* **Exercise directions**
The output should match the data below line for line.

Source records:
────────────────────

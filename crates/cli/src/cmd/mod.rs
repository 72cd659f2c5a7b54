mod build;
mod check;
mod clean;
mod plan;

use std::path::PathBuf;
use std::process::ExitCode;
use std::sync::Arc;
use std::time::{Duration, Instant};

use anyhow::{Context, Result};
use tracing::{info, warn};

use kiln_lib::cache::ResultCache;
use kiln_lib::config::Config;
use kiln_lib::eval::evaluate;
use kiln_lib::execute::{CancelToken, ExecuteConfig, execute};
use kiln_lib::graph::BuildGraph;
use kiln_lib::platform::paths::store_dir;
use kiln_lib::report::Report;
use kiln_lib::store::{LockMode, StoreLock};

use crate::output::{OutputFormat, format_duration, print_json, print_report, print_stat, print_success};

pub use build::cmd_build;
pub use check::{cmd_check, cmd_list_checks};
pub use clean::cmd_clean;
pub use plan::cmd_plan;

/// Global flags shared by every subcommand.
#[derive(Debug, Clone)]
pub struct RunOptions {
  pub config: PathBuf,
  pub jobs: Option<usize>,
  pub timeout: Option<Duration>,
  pub output: OutputFormat,
  pub verbose: bool,
}

/// Load the declaration file and evaluate it into the full graph.
fn load(options: &RunOptions) -> Result<(Config, BuildGraph)> {
  let config = Config::load(&options.config).with_context(|| format!("Failed to load {}", options.config.display()))?;
  let graph =
    evaluate(&config.declarations, &config.store, &config.base_dir).context("Failed to evaluate declarations")?;
  Ok((config, graph))
}

/// Execute `graph` against the store, print the report and map it to an exit code.
fn run_graph(config: Config, graph: &BuildGraph, options: &RunOptions, command: &str) -> Result<ExitCode> {
  let store_root = store_dir();
  let _lock = StoreLock::acquire(&store_root, LockMode::Shared, command).context("Failed to acquire store lock")?;
  let cache = ResultCache::open(&store_root).context("Failed to open result cache")?;

  let mut exec = ExecuteConfig::default();
  if let Some(jobs) = options.jobs {
    exec.parallelism = jobs.max(1);
  }
  exec.timeout = options.timeout;

  let start = Instant::now();
  let rt = tokio::runtime::Runtime::new().context("Failed to create async runtime")?;
  let results = rt.block_on(async {
    let cancel = CancelToken::new();
    let on_interrupt = cancel.clone();
    tokio::spawn(async move {
      if tokio::signal::ctrl_c().await.is_ok() {
        warn!("interrupted, cancelling run");
        on_interrupt.cancel();
      }
    });
    execute(graph, Arc::new(config.store), &cache, &exec, &cancel).await
  })?;
  info!(store = %store_root.display(), "run finished");

  let report = Report::new(graph, &results);
  if options.output.is_json() {
    print_json(&report)?;
  } else {
    print_report(&report, options.verbose);
    println!();
    if report.is_success() {
      print_success(&format!("{} target(s) succeeded", report.targets.len()));
    } else {
      let failed: Vec<&str> = report.failures().map(|t| t.target.as_str()).collect();
      if !failed.is_empty() {
        print_stat("Not passed", &failed.join(", "));
      }
    }
    let counts = report.counts;
    print_stat(
      "Targets",
      &format!(
        "{} passed, {} cached, {} failed, {} error, {} skipped, {} cancelled",
        counts.passed, counts.cached, counts.failed, counts.error, counts.skipped, counts.cancelled
      ),
    );
    if report.timed_out {
      print_stat("Timed out", "yes");
    }
    print_stat("Duration", &format_duration(start.elapsed()));
  }

  Ok(ExitCode::from(report.exit_code() as u8))
}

────────────────────

* **Reply to the task**
filename crates/cli/src/cmd/mod.rs
repository 72cd659f2c5a7b54
mod build;
mod check;
mod clean;
mod plan;

use std::path::PathBuf;
use std::process::ExitCode;
use std::sync::Arc;
use std::time::{Duration, Instant};

use anyhow::{Context, Result};
use tracing::{info, warn};

use kiln_lib::cache::ResultCache;
use kiln_lib::config::Config;
use kiln_lib::eval::evaluate;
use kiln_lib::execute::{CancelToken, ExecuteConfig, execute};
use kiln_lib::graph::BuildGraph;
use kiln_lib::platform::paths::store_dir;
use kiln_lib::report::Report;
use kiln_lib::store::{LockMode, StoreLock};

use crate::output::{OutputFormat, format_duration, print_json, print_report, print_stat, print_success};

pub use build::cmd_build;
pub use check::{cmd_check, cmd_list_checks};
pub use clean::cmd_clean;
pub use plan::cmd_plan;

/// Global flags shared by every subcommand.
#[derive(Debug, Clone)]
pub struct RunOptions {
  pub config: PathBuf,
  pub jobs: Option<usize>,
  pub timeout: Option<Duration>,
  pub output: OutputFormat,
  pub verbose: bool,
}

/// Load the declaration file and evaluate it into the full graph.
fn load(options: &RunOptions) -> Result<(Config, BuildGraph)> {
  let config = Config::load(&options.config).with_context(|| format!("Failed to load {}", options.config.display()))?;
  let graph =
    evaluate(&config.declarations, &config.store, &config.base_dir).context("Failed to evaluate declarations")?;
  Ok((config, graph))
}

/// Execute `graph` against the store, print the report and map it to an exit code.
fn run_graph(config: Config, graph: &BuildGraph, options: &RunOptions, command: &str) -> Result<ExitCode> {
  let store_root = store_dir();
  let _lock = StoreLock::acquire(&store_root, LockMode::Shared, command).context("Failed to acquire store lock")?;
  let cache = ResultCache::open(&store_root).context("Failed to open result cache")?;

  let mut exec = ExecuteConfig::default();
  if let Some(jobs) = options.jobs {
    exec.parallelism = jobs.max(1);
  }
  exec.timeout = options.timeout;

  let start = Instant::now();
  let rt = tokio::runtime::Runtime::new().context("Failed to create async runtime")?;
  let results = rt.block_on(async {
    let cancel = CancelToken::new();
    let on_interrupt = cancel.clone();
    tokio::spawn(async move {
      if tokio::signal::ctrl_c().await.is_ok() {
        warn!("interrupted, cancelling run");
        on_interrupt.cancel();
      }
    });
    execute(graph, Arc::new(config.store), &cache, &exec, &cancel).await
  })?;
  info!(store = %store_root.display(), "run finished");

  let report = Report::new(graph, &results);
  if options.output.is_json() {
    print_json(&report)?;
  } else {
    print_report(&report, options.verbose);
    println!();
    if report.is_success() {
      print_success(&format!("{} target(s) succeeded", report.targets.len()));
    } else {
      let failed: Vec<&str> = report.failures().map(|t| t.target.as_str()).collect();
      if !failed.is_empty() {
        print_stat("Not passed", &failed.join(", "));
      }
    }
    let counts = report.counts;
    print_stat(
      "Targets",
      &format!(
        "{} passed, {} cached, {} failed, {} error, {} skipped, {} cancelled",
        counts.passed, counts.cached, counts.failed, counts.error, counts.skipped, counts.cancelled
      ),
    );
    if report.timed_out {
      print_stat("Timed out", "yes");
    }
    print_stat("Duration", &format_duration(start.elapsed()));
  }

  Ok(ExitCode::from(report.exit_code() as u8))
}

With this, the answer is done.